Svatopluk Žamboch

* 1937  

  • “At school I learnt using the oral method, and at first I didn’t understand. Our first teacher, Dobeš, was good, he taught us to speak and I understood. Our teacher didn’t do sign language. Our basic duty was to speak. I don’t know, after about one year at school my dad came to visit the school and my teacher told me to show how I can speak. So I spoke and Dad was overjoyed. Mum was also overjoyed. She boasted that a deaf person can speak and write. That’s why I remember that we didn’t do signing at all, that we always spoke and we had to have our hands ‘hidden’, it was a duty to speak. And when our lessons ended, we used signing. The teachers couldn’t punish us, catch us. But at school we had to speak. I understand that it’s the mainstay. I think it’s good that I learnt how to speak.”

  • “In September, 5 September, we opened, but it was just as an open day. Then on 11 October we opened it officially for the public, and thus began the deaf café. There are four deaf waiters working here and a hearing married couple in the administration. They understand all the rules, and so they run the everyday business of the café.”
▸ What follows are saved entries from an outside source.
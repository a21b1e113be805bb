//! Bond repayment calculator shown on listing pages.

use serde::{Deserialize, Serialize};

#[derive(Debug, Clone, PartialEq, thiserror::Error)]
pub enum MortgageError {
    #[error("deposit of {deposit} exceeds the purchase price of {price}")]
    DepositExceedsPrice { price: f64, deposit: f64 },
    #[error("{field} must be a non-negative number, got {value}")]
    InvalidAmount { field: &'static str, value: f64 },
    #[error("loan term must be at least one year")]
    ZeroTerm,
}

#[derive(Debug, Clone, Copy, PartialEq, Serialize, Deserialize)]
pub struct MortgageInput {
    pub price: f64,
    pub deposit: f64,
    /// Annual interest rate in percent, e.g. `11.75`
    pub annual_rate: f64,
    pub term_years: u32,
}

#[derive(Debug, Clone, Copy, PartialEq, Serialize, Deserialize)]
pub struct MortgageQuote {
    pub loan_amount: f64,
    pub monthly_payment: f64,
    pub total_repayment: f64,
    pub total_interest: f64,
}

fn round_cents(value: f64) -> f64 {
    (value * 100.0).round() / 100.0
}

fn check_amount(field: &'static str, value: f64) -> Result<(), MortgageError> {
    if value.is_finite() && value >= 0.0 {
        Ok(())
    } else {
        Err(MortgageError::InvalidAmount { field, value })
    }
}

/// Amortised monthly repayment: `P·r / (1 − (1 + r)^−n)`.
pub fn calculate(input: &MortgageInput) -> Result<MortgageQuote, MortgageError> {
    check_amount("price", input.price)?;
    check_amount("deposit", input.deposit)?;
    check_amount("annual rate", input.annual_rate)?;
    if input.term_years == 0 {
        return Err(MortgageError::ZeroTerm);
    }
    if input.deposit > input.price {
        return Err(MortgageError::DepositExceedsPrice {
            price: input.price,
            deposit: input.deposit,
        });
    }

    let principal = input.price - input.deposit;
    let months = f64::from(input.term_years) * 12.0;
    let monthly_rate = input.annual_rate / 12.0 / 100.0;

    let monthly_payment = if monthly_rate == 0.0 {
        principal / months
    } else {
        principal * monthly_rate / (1.0 - (1.0 + monthly_rate).powf(-months))
    };
    let total_repayment = monthly_payment * months;

    Ok(MortgageQuote {
        loan_amount: round_cents(principal),
        monthly_payment: round_cents(monthly_payment),
        total_repayment: round_cents(total_repayment),
        total_interest: round_cents(total_repayment - principal),
    })
}
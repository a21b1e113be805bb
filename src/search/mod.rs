pub mod controller;
pub mod filter;
pub mod pagination;
pub mod sort;
pub mod summary;
pub mod types;

pub use controller::{SearchController, SearchPage};
pub use filter::filter_properties;
pub use pagination::{paginate, Page};
pub use sort::sort_properties;
pub use summary::ResultSummary;
pub use types::{SearchFilters, SearchRequest, SortKey};
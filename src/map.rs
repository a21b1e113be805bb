//! Marker data handed to the map view.

use crate::models::{ListingType, Property};
use serde::{Deserialize, Serialize};

#[derive(Debug, Clone, PartialEq, Serialize, Deserialize)]
pub struct MapMarker {
    pub property_id: String,
    pub title: String,
    pub lat: f64,
    pub lng: f64,
    pub price: i64,
    pub currency: String,
    pub listing_type: ListingType,
}

/// One marker per listing that has coordinates; the rest are skipped.
pub fn map_markers(properties: &[Property]) -> Vec<MapMarker> {
    properties
        .iter()
        .filter_map(|property| {
            let coordinates = property.coordinates?;
            Some(MapMarker {
                property_id: property.id.clone(),
                title: property.title.clone(),
                lat: coordinates.lat,
                lng: coordinates.lng,
                price: property.price,
                currency: property.currency.clone(),
                listing_type: property.listing_type,
            })
        })
        .collect()
}
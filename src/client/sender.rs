//! 消息发送
//!
//! lazygit 调用 `send` 子命令，把一条批注写入消息文件。
//! 直接覆盖写入（不走 rename），Server 才能收到 create/write 事件。

use std::fs;
use std::path::PathBuf;

use chrono::{Local, SecondsFormat};

use crate::config::BridgeConfig;
use crate::error::{Error, Result};
use crate::types::IncomingMessage;

/// 一条待发送的批注
#[derive(Debug, Clone)]
pub struct Annotation {
    /// 文件路径
    pub file: String,
    /// 行号或范围（如 `12` 或 `12-20`）
    pub line: String,
    /// 批注内容
    pub comment: String,
}

impl Annotation {
    pub fn new(file: impl Into<String>, line: impl Into<String>, comment: impl Into<String>) -> Self {
        Self {
            file: file.into(),
            line: line.into(),
            comment: comment.into(),
        }
    }

    /// 生成消息，`file` 字段记为 `文件:行号`
    pub fn to_message(&self, project_root: &str, time: String) -> IncomingMessage {
        IncomingMessage {
            file: format!("{}:{}", self.file, self.line),
            comment: self.comment.clone(),
            project_root: project_root.to_string(),
            time,
        }
    }

    fn validate(&self) -> Result<()> {
        if self.file.is_empty() || self.line.is_empty() || self.comment.is_empty() {
            return Err(Error::Config(
                "--file, --line, and --comment are required".to_string(),
            ));
        }
        Ok(())
    }
}

/// 写入消息文件，返回写入的路径
pub fn send_message(config: &BridgeConfig, annotation: &Annotation) -> Result<PathBuf> {
    annotation.validate()?;

    // 确保目录存在
    fs::create_dir_all(config.message_dir())?;

    let time = Local::now().to_rfc3339_opts(SecondsFormat::Secs, true);
    let message = annotation.to_message(&config.project_root_str(), time);
    let data = serde_json::to_string_pretty(&message)?;

    fs::write(&config.message_file, data)?;

    tracing::debug!("📨 Message written: {:?}", config.message_file);
    Ok(config.message_file.clone())
}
  • “I arrived at the main station, and there were soldiers and tanks everywhere. I gaped in surprise because the Soviet soldiers had the same uniforms as they did when they liberated our country after World War II. There was also one person there who was stripping off his clothes and shouting, swearing at the Soviet soldiers. One soldier turned to him and started making fun of him and pointing out what he was doing and that he didn’t have a weapon, whereas the soldier did. It was sad misfortune that we lost our freedom. I really couldn’t believe that if the soviets were our brothers and we were joined by a shared communism, even so, six countries of the Warsaw Pact invaded and occupied us. It was sad.”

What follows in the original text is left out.